Well, some kind of documentation/link/vague but trackable reference would be nice, but anyway, one important thing is to carefully define resources. Let's say (all figures made up) private school B gets only half the dollars of public school A. At the same time, the average B-school family invests the equivalent of $10,000 dollars/year (above and beyond tuition) of mainstream fiscal, social, and cultural capital in their kid's education - everything from educational toys to bedtime stories to modeling middle-class strategies of problem solving, language use, etc. (see for example Lareau's Unequal Childhoods) to extra supplies. Meanwhile, the average A family is able to invest $250 of mainstream capital/year. Their children are also significantly more likely to be exposed to even small amounts of lead, with resulting cognitive and behavioral problems that are the equivalent of -$600/year/child . . .

You get the picture. Of course, not all instances will have such a wide gap. Including parochial schools and various voucher/charter programs also narrows it some. Such schools are going to have a high percentage of families who explicitly value whatever the school claims to provide and are together enough to take advantage of these opportunities. They're are also relying on public schools to take care of certain social goods - for example, the idea that everybody has the right to an education - which allows them to much more freely expel problem students, in some areas not put (relatively) extensive resources into special ed services, etc.

In still other cases, schools are otherwise fairly (though not entirely) comparable. Here one apparent factor often seems to be the school-level equivalent of the 'hero teacher' - involving extremely high morale and inspiration as well as extremely hard work, with questions about repeatability and sustainability (not necessarily unanswerable questions, certainly - see KIPP, but again, we're looking at what ends up being resources that dwarf other schools)

One might quibble about details of any of these scenarios - my basic point is that we have to go beyond a view of resources and funding that treats schools and communities as identical widgets or something [please stop calling out, Mr. Sailer].

"And as for the "least qualified" argument, maybe we could get rid of those teachers if the school systems were allowed to fire anyone."
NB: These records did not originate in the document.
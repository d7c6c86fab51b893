//! Persisted SSH key pair
//!
//! Guarantees a usable key pair sits in the settings store before a VM is
//! created. Failures to derive a public key are soft: the job proceeds and
//! fails later when SSH authentication is attempted.

use secrecy::SecretString;
use tracing::{info, warn};

use crate::errors::OrchestratorError;
use crate::keys::openssh::{self, Ed25519KeyPair};
use crate::keys::KeyError;
use crate::storage::kv::{KeyValueStore, SSH_PRIVATE_KEY, SSH_PUBLIC_KEY};

pub const KEY_COMMENT: &str = "optimizerd";

/// What `ensure_key_pair` found and did
#[derive(Debug, Clone, PartialEq, Eq)]
pub enum KeyPairStatus {
    /// Both halves were already stored
    Present,
    /// Public key derived from the stored private key
    DerivedPublic,
    /// Only a public key is stored; VMs trusting it cannot be reached
    PublicOnly,
    /// A fresh pair was generated and stored
    Generated,
    /// The stored private key could not be used to derive a public key
    DeriveFailed(String),
}

impl KeyPairStatus {
    pub fn is_usable(&self) -> bool {
        matches!(
            self,
            KeyPairStatus::Present | KeyPairStatus::DerivedPublic | KeyPairStatus::Generated
        )
    }
}

/// Make sure a private key and its public half are in the settings store
pub async fn ensure_key_pair(kv: &dyn KeyValueStore) -> Result<KeyPairStatus, OrchestratorError> {
    let private = kv.get(SSH_PRIVATE_KEY).await?;
    let public = kv.get(SSH_PUBLIC_KEY).await?;

    match (private, public) {
        (Some(_), Some(_)) => Ok(KeyPairStatus::Present),
        (Some(private), None) => match openssh::derive_public_key(&private, KEY_COMMENT) {
            Ok(line) => {
                kv.set(SSH_PUBLIC_KEY, &line).await?;
                info!(
                    "Derived SSH public key from stored private key ({})",
                    openssh::fingerprint(&line).unwrap_or_default()
                );
                Ok(KeyPairStatus::DerivedPublic)
            }
            Err(e) => {
                warn!("Could not derive SSH public key from stored private key: {}", e);
                Ok(KeyPairStatus::DeriveFailed(e.to_string()))
            }
        },
        (None, Some(_)) => {
            warn!("Only an SSH public key is stored; remote jobs will fail to connect until a private key is added");
            Ok(KeyPairStatus::PublicOnly)
        }
        (None, None) => {
            let pair = Ed25519KeyPair::generate();
            let line = pair.public_key_line(KEY_COMMENT);
            kv.set(SSH_PRIVATE_KEY, &pair.private_key_pem(KEY_COMMENT)).await?;
            kv.set(SSH_PUBLIC_KEY, &line).await?;
            info!(
                "Generated new SSH key pair ({})",
                openssh::fingerprint(&line).unwrap_or_default()
            );
            Ok(KeyPairStatus::Generated)
        }
    }
}

/// Stored private key, wrapped for the lifetime of a run
pub async fn load_private_key(kv: &dyn KeyValueStore) -> Result<SecretString, OrchestratorError> {
    kv.get(SSH_PRIVATE_KEY)
        .await?
        .map(SecretString::from)
        .ok_or_else(|| KeyError::MissingPrivateKey.into())
}

/// Stored public key line, if any
pub async fn load_public_key(kv: &dyn KeyValueStore) -> Result<Option<String>, OrchestratorError> {
    kv.get(SSH_PUBLIC_KEY).await
}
Setting aside the 'schools aren't allowed to fire anyone' myth, one of the issues is that teaching in 'the school systems' (in common discourse, this refers mostly to poor urban majority-minority schools in troubled areas, although they're sometimes apparently imagined as having the funding of affluent middle+/professional suburban ones) is an extremely difficult and sometimes fairly dispiriting job with relatively little concrete reward (though it can have quite a few intangible ones). At (I should stress) an extreme, here in Philly over the last few years we've had issues of parents physically threatening or attacking teachers, and two widely publicized cases of teachers who were put in the hospital by students - one with a broken jaw, one with a broken neck. Thanks to , ah, suboptimal work environments, these schools are disproportionately staffed by 1) - in large quantity - new, inexperienced teachers (of varying quality otherwise), of which an obscene percentage will leave (the school, district, or profession) within 1-5 years, to be replaced by more new, inexperienced teachers, constant, damaging high turnover, 2) often extremely dedicated teachers who have hung on, and 3) worn out, burned out, or simply lackkluster teachers who are also hanging on because a) their prospects elsewhere are rather slim, and b) at least they're a body in the classroom with some sense of what's going on. (yes, oversimplified, and ideal types).

"To put it another way - spending lots of money won't guarantee adequate resources, but it's damn hard to have adequate resources without spending a good bit of money."

Excellent, excellent point. Generally recognized in other domains - military spending is an easy example - but somehow forgotten once folks start talking about education . . .

Generally speaking, white schoolkids in European social democracies score about the same as white schoolkids in Bushilter's laissez-faire America, just as northeast Asians score about as well in northeast Asia as in America (i.e., a little better than whites).

Finland may be the exception to this general pattern -- its PISA scores are very high. I don't know why.

http://isteve.blogspot.com/2007/12/thats-pretty-pathetic.html

Well, in respose to the poster who mentions that "Public schools sometimes dwarf private schools" I'd like to rasie the following point:

I had the privilegve of attending both St. Anne's school for intellectually gifted students (yes, I live in NYC and yes, I mean THAT St. Anne's, the one that publishes the noted literary magazine they sell at Barne's and Noble) and John Dewey High school, a NYC public magnet school.
Dewey was pretty good, but not as good as St. Anne's. We had a great economics teacher name George Bader, who really engaged sutdents quite a bit. Otherwise, facilities were good, about what you'd find in a good community college. good library, good labs, good gym. NOthing compared to St. Anne's facility or staff.
St. Anne's featured Spike Lee's mom teaching african history, Collette Rossante (Who hosted a french chef show that competed with Julia Child on PBS) teaching french, and Dr. Helen Caldicott of the Union of Concerned Scientists teaching Biology. The theater departments theater trumped Brooklyn College's (they're considered one the three best drama programs in N. America, the other two being NYU and UCLA), and, well, you get the idea.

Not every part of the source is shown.